Each line of the listing that contains the word "TypeMismatch" is to be copied.
╭─ Supplied data
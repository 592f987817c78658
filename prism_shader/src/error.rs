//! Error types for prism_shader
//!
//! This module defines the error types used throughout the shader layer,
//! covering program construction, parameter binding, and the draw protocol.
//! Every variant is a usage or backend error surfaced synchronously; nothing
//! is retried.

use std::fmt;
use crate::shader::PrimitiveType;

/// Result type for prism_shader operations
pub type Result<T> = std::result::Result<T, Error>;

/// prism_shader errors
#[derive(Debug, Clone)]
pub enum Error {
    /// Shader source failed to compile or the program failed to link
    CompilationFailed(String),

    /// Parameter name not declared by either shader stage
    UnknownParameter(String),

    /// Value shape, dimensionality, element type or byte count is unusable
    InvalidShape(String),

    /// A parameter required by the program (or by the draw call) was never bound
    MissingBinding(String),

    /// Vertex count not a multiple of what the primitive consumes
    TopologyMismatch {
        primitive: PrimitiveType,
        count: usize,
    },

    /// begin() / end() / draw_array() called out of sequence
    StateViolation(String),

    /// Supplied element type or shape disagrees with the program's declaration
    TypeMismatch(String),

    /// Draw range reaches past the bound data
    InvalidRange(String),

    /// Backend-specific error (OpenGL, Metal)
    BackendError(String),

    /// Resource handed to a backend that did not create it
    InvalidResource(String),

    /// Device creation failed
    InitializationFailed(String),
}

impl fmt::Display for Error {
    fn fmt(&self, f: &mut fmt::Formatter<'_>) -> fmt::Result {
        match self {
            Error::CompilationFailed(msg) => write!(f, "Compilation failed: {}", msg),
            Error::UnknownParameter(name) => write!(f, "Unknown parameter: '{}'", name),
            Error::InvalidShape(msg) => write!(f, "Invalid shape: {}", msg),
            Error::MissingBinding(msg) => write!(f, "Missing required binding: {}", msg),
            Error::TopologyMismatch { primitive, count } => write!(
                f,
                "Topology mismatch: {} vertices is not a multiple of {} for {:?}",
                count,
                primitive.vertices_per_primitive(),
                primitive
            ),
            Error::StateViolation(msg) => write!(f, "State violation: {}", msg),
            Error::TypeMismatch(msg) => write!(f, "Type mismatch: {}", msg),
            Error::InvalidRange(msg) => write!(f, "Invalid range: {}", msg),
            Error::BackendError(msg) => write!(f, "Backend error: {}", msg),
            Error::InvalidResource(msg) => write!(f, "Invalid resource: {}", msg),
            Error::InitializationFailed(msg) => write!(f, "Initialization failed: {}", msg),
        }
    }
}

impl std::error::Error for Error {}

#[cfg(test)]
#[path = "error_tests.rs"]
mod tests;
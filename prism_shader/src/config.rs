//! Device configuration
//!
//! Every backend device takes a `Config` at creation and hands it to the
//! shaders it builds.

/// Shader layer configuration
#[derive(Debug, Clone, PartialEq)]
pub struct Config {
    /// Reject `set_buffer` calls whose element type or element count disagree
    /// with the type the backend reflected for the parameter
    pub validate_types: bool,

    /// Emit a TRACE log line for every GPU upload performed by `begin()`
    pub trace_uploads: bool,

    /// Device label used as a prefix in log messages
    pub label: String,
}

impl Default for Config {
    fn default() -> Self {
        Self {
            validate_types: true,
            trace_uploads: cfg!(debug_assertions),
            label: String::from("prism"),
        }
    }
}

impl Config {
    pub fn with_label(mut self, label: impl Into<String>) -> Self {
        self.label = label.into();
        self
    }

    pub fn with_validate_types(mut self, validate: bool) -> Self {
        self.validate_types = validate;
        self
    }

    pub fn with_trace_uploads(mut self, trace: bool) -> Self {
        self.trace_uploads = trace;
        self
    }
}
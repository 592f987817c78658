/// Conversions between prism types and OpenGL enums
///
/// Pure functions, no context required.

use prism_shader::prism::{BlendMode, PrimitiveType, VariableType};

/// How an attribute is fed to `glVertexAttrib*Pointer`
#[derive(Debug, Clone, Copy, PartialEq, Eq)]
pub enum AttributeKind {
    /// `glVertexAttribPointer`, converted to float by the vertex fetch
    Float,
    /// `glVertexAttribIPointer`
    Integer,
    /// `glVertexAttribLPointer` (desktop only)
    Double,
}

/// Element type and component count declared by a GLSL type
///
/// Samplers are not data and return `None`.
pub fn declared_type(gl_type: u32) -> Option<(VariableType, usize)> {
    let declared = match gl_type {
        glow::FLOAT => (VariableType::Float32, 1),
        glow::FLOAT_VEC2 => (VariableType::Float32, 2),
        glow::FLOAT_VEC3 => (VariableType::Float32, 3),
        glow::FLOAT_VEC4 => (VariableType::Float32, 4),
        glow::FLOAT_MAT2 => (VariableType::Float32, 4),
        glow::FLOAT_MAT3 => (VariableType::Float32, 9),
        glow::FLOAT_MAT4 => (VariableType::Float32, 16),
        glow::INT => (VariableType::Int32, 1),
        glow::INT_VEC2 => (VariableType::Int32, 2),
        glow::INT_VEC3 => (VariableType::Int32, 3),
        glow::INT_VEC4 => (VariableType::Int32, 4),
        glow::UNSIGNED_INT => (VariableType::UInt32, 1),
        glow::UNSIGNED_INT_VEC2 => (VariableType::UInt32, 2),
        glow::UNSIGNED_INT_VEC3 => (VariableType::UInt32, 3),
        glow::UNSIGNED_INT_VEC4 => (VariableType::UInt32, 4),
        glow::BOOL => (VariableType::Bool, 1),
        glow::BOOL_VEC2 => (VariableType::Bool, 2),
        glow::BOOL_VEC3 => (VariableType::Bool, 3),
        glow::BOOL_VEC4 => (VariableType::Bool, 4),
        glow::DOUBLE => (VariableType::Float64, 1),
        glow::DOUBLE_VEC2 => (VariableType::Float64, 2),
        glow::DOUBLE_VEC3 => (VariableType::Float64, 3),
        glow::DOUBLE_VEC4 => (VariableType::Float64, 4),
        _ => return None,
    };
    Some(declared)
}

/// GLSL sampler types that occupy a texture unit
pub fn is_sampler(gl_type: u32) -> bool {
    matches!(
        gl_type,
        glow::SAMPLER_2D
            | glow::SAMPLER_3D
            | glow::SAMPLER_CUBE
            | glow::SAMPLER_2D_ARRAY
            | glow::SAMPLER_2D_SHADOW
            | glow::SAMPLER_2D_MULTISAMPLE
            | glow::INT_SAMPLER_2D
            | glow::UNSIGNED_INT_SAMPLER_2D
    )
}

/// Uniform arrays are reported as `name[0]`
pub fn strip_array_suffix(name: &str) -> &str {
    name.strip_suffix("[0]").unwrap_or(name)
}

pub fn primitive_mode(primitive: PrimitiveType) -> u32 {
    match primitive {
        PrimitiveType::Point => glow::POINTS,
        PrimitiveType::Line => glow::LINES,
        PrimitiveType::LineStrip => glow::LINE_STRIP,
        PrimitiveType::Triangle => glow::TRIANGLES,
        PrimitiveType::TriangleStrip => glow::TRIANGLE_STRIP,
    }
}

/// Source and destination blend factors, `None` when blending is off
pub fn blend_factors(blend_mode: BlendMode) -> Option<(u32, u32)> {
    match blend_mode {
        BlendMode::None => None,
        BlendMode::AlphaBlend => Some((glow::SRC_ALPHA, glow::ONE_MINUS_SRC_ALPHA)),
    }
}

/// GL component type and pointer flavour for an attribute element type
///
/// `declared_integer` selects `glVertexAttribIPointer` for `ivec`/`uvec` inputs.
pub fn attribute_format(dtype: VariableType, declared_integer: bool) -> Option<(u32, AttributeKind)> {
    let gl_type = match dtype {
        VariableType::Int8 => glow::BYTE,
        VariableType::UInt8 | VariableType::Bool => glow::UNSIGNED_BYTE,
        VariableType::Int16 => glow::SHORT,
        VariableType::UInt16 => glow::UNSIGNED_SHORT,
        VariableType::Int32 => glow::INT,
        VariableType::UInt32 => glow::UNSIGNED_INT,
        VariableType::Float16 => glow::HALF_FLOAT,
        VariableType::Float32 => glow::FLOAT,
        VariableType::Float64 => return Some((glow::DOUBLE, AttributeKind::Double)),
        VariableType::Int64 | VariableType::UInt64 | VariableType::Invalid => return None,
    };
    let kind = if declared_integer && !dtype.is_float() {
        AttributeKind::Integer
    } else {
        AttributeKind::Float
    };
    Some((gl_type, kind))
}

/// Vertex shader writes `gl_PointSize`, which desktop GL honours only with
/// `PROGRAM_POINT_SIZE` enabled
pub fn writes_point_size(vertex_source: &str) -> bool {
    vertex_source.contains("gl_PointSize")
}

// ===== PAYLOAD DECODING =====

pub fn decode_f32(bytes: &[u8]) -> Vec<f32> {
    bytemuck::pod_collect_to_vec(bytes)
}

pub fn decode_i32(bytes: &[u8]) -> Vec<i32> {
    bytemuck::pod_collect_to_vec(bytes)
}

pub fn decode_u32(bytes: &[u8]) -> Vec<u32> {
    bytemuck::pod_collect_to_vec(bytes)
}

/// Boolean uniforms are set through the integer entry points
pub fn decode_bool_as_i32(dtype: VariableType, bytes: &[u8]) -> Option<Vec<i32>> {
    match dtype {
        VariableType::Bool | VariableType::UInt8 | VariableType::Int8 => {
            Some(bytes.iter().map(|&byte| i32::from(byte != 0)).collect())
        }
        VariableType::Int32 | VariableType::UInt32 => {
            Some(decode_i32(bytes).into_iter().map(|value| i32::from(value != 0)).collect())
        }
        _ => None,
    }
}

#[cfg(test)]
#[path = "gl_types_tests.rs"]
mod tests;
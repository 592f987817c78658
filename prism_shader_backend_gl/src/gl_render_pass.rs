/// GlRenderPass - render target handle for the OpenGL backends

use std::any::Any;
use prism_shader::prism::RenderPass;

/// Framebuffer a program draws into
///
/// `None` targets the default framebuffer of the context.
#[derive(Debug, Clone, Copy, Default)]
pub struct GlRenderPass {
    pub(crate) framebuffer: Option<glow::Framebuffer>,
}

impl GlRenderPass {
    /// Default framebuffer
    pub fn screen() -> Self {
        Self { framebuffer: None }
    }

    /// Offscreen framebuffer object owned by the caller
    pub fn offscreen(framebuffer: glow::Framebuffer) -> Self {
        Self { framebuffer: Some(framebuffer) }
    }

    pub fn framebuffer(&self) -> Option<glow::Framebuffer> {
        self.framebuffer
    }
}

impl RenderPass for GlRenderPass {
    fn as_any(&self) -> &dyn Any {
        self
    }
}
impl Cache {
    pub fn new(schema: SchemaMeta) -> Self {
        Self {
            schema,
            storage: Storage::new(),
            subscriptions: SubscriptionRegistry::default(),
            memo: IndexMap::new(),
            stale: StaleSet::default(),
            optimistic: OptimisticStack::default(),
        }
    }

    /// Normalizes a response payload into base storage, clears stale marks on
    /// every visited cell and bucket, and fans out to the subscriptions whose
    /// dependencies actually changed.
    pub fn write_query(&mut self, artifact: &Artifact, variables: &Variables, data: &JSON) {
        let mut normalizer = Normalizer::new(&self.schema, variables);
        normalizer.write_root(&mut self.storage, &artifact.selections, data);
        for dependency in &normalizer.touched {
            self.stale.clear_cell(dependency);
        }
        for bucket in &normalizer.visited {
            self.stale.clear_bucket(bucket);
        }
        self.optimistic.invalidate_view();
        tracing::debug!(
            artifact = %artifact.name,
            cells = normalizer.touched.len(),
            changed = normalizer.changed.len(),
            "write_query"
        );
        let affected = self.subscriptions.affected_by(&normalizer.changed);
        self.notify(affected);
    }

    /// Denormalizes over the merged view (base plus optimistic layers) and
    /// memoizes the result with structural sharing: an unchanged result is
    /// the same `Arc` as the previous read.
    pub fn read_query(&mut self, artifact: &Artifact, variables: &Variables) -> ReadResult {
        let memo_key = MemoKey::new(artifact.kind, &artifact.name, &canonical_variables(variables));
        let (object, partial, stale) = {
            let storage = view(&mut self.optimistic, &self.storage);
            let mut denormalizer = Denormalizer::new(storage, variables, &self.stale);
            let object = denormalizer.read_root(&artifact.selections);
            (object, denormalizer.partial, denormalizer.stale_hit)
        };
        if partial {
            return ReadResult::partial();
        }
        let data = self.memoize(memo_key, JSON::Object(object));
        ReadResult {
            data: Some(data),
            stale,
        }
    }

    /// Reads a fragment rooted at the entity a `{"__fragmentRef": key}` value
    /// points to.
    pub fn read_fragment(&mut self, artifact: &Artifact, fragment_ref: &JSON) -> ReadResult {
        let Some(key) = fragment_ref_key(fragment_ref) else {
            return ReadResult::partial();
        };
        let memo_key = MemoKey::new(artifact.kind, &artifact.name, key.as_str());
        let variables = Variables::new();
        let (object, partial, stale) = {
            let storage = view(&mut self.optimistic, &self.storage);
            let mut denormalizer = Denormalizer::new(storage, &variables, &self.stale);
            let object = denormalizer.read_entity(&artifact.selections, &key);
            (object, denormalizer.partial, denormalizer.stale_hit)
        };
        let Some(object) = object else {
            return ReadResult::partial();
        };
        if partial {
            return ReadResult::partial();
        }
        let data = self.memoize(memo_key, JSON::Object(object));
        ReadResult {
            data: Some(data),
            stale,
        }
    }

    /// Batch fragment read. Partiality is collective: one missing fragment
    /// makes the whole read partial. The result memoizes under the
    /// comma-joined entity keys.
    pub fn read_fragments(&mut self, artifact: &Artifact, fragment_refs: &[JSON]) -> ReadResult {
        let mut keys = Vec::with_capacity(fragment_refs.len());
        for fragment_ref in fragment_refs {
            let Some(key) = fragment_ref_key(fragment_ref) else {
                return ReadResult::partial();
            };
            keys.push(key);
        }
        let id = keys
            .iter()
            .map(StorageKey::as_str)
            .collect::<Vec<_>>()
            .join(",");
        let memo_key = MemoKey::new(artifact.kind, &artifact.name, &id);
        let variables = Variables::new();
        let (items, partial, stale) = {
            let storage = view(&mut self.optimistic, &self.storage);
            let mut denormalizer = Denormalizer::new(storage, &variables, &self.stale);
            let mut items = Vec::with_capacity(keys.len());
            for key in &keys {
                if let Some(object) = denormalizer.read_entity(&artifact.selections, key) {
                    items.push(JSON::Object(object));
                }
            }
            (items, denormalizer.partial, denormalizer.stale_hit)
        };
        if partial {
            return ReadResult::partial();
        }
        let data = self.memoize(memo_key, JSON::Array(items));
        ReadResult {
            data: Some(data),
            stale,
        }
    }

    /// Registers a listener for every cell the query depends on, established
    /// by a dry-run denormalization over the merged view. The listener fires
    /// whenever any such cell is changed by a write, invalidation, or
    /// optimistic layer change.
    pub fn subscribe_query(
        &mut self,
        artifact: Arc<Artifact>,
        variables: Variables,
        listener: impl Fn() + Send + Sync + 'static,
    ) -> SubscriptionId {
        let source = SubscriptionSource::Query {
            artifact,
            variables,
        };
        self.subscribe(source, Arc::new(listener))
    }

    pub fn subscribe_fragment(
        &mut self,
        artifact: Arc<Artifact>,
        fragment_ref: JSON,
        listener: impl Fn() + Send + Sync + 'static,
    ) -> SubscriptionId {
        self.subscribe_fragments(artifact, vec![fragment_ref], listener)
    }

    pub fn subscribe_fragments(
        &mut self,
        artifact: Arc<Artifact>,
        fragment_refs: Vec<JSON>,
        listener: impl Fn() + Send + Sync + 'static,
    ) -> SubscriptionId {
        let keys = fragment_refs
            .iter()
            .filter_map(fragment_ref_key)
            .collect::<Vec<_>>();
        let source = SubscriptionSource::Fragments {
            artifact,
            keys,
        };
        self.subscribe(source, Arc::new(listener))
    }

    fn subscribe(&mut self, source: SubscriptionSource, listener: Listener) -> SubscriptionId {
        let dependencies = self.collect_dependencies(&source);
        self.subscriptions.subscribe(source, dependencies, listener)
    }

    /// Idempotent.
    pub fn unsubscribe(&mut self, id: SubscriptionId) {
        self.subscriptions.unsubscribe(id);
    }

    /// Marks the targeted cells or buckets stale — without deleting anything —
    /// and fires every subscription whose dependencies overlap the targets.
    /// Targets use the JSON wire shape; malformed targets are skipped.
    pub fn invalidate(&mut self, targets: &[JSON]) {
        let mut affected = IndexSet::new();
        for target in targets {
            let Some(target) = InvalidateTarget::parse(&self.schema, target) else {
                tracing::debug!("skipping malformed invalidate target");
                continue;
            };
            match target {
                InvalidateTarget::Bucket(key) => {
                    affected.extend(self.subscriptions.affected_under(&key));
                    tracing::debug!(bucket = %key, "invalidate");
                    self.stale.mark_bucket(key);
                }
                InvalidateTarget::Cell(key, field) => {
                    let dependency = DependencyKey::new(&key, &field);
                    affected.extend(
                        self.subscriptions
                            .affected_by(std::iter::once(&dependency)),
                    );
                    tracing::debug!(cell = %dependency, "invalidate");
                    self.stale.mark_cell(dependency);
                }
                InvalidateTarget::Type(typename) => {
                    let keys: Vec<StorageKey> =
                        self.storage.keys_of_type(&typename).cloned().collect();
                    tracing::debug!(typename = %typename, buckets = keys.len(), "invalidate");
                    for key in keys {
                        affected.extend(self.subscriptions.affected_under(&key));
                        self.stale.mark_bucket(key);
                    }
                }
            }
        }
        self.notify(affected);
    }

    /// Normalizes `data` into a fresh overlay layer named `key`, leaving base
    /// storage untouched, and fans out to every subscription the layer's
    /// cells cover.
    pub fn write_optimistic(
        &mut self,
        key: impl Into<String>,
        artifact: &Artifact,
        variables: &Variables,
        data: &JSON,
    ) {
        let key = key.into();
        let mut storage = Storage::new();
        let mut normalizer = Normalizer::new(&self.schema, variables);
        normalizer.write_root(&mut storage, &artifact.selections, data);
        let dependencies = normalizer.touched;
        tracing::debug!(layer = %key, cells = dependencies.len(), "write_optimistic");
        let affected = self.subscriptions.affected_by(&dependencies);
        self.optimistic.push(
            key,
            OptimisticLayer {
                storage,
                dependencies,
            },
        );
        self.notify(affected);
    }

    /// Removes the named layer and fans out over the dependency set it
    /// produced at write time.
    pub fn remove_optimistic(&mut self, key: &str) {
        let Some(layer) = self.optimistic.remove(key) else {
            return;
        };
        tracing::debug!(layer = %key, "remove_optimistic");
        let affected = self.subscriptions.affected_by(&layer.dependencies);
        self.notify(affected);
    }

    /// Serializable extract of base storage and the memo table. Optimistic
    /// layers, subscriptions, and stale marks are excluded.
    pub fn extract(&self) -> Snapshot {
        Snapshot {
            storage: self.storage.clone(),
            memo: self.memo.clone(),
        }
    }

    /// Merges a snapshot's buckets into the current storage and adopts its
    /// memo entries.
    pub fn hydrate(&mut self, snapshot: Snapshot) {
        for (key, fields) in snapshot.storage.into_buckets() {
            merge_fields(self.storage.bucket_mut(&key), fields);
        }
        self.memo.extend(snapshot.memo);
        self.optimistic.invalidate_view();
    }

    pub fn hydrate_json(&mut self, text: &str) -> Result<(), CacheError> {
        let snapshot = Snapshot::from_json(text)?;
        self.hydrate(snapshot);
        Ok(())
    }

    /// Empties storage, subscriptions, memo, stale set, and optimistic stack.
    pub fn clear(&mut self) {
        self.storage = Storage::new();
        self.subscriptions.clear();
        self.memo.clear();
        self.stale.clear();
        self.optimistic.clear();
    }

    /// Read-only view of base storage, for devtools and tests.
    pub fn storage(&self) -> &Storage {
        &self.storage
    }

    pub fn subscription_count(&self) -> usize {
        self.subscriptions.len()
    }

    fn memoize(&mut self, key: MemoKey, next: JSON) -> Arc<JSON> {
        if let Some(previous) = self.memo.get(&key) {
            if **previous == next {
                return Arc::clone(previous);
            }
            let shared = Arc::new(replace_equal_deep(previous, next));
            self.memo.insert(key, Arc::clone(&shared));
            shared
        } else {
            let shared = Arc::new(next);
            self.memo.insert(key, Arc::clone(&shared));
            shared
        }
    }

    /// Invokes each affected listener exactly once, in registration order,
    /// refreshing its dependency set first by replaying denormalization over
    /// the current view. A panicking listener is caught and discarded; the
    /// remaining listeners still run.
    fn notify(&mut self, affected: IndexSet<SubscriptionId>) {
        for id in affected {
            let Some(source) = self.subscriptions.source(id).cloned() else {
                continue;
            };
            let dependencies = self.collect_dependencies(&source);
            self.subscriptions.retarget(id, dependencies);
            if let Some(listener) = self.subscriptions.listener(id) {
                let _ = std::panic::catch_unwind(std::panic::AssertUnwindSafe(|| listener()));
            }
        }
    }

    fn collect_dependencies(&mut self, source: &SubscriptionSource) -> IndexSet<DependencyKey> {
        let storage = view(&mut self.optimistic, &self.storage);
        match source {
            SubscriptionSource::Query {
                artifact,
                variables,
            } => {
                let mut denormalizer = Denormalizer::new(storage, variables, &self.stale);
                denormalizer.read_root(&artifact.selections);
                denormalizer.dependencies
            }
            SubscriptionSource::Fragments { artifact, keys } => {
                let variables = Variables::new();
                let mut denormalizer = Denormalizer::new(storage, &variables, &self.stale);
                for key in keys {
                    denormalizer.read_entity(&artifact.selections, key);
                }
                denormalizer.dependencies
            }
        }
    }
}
╰─
- _Output of the task_:
    TypeMismatch(String),
            Error::TypeMismatch(msg) => write!(f, "Type mismatch: {}", msg),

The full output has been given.